The answer must consist of every line from the data that holds the string "impl".

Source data
== Segment start ==

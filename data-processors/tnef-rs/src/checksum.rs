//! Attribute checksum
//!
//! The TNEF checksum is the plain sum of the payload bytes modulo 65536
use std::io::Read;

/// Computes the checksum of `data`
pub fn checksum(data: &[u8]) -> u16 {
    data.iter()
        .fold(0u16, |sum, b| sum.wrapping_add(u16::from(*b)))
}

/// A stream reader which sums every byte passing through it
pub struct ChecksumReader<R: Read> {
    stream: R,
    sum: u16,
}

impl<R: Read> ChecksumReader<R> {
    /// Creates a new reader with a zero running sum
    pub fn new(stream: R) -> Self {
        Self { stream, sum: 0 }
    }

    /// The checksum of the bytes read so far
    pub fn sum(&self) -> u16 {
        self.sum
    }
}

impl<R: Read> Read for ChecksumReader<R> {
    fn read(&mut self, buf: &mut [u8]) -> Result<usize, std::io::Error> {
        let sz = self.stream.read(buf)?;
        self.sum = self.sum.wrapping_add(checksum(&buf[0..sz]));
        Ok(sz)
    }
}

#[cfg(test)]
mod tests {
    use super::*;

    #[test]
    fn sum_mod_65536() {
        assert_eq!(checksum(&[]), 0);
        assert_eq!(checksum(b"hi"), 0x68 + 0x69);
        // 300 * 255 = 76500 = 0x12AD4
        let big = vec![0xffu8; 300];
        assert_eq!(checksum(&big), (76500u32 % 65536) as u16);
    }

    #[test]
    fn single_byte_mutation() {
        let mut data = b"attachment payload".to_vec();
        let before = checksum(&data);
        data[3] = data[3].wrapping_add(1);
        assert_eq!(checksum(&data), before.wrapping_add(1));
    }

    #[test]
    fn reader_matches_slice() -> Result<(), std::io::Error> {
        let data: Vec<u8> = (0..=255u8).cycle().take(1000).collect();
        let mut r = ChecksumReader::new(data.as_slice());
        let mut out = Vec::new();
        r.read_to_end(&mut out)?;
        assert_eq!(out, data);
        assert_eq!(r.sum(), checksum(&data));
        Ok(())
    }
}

== Segment end ==
== Segment start ==

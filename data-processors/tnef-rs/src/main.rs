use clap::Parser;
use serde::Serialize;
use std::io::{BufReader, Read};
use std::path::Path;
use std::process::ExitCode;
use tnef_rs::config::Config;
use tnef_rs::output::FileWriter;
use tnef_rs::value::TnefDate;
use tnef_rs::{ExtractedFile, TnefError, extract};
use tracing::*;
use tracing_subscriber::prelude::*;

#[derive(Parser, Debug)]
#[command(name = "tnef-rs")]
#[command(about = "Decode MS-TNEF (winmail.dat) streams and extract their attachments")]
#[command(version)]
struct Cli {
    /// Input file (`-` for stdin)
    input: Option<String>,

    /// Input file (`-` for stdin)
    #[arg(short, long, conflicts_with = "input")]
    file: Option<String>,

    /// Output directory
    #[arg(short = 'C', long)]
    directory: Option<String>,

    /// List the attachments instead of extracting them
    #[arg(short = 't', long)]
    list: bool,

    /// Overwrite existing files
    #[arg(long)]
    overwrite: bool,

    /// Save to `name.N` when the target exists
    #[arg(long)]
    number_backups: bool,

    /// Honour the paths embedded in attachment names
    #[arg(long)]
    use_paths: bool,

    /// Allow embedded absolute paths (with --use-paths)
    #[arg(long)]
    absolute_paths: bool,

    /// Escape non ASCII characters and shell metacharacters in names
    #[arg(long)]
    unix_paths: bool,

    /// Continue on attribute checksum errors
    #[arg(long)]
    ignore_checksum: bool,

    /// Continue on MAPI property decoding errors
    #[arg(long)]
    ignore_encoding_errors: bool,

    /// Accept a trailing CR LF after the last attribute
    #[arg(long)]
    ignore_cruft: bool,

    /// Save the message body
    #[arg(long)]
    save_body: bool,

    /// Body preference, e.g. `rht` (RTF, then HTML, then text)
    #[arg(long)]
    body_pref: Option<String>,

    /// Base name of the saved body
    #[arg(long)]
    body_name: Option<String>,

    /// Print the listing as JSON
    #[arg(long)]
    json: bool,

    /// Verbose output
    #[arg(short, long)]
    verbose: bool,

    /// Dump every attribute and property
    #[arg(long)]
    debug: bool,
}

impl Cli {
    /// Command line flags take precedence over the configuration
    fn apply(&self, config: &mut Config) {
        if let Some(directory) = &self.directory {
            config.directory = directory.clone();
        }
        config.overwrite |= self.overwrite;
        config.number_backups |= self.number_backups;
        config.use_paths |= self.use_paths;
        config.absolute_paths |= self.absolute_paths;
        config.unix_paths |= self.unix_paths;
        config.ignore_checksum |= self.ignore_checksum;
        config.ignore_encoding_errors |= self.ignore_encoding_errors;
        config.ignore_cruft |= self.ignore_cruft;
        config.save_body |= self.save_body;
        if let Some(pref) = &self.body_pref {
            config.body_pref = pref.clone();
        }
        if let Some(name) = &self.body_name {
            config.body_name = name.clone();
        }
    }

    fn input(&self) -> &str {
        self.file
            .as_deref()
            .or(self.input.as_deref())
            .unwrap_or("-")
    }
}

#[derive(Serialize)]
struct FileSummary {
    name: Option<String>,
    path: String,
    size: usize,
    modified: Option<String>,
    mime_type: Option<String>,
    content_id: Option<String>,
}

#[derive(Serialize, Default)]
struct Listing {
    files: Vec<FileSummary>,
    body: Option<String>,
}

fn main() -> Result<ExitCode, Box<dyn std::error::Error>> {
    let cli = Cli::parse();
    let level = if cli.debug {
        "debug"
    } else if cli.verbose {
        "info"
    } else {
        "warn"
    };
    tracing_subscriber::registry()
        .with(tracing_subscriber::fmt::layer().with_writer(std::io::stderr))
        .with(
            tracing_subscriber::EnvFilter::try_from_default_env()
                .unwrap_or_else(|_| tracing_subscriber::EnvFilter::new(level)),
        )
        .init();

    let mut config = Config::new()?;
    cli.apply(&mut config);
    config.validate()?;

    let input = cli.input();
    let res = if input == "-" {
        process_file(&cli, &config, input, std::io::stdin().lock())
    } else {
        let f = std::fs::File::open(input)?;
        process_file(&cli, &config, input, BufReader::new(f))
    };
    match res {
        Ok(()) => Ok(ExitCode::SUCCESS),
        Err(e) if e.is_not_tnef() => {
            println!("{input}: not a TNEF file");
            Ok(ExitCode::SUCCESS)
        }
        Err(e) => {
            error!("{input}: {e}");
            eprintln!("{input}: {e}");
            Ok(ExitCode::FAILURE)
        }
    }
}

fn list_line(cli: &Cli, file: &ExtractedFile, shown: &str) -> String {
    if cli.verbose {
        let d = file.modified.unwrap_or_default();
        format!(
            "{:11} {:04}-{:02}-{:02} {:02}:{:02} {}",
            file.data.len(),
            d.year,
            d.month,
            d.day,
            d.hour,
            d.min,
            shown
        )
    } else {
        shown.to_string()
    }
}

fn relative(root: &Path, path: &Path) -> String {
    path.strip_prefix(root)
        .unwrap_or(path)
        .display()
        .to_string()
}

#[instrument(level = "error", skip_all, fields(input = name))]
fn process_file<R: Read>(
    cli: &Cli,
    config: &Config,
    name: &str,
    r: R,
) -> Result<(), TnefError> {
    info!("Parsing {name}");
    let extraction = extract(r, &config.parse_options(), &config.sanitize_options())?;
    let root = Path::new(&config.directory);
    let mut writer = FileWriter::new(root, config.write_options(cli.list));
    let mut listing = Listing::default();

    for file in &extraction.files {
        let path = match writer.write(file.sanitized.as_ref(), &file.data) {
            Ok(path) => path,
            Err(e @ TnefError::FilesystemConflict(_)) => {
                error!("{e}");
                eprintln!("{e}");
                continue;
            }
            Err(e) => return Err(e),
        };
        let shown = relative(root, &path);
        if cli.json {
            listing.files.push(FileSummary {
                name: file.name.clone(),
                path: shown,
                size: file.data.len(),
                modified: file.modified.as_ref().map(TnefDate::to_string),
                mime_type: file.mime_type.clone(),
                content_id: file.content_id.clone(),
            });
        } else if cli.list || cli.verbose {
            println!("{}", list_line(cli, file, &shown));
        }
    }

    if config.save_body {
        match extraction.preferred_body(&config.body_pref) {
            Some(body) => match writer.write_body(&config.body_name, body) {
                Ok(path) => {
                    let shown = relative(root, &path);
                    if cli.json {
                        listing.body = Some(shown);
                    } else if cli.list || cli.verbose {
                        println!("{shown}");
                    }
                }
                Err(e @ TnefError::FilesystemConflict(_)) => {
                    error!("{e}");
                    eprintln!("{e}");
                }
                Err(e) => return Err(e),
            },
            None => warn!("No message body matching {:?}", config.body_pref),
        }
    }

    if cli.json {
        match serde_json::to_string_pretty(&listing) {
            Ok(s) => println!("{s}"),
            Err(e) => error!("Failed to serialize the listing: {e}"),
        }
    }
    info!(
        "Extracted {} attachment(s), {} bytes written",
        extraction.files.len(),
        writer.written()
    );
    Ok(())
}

== Segment end ==

ANSWER BOX —
impl<R: Read> ChecksumReader<R> {
impl<R: Read> Read for ChecksumReader<R> {
impl Cli {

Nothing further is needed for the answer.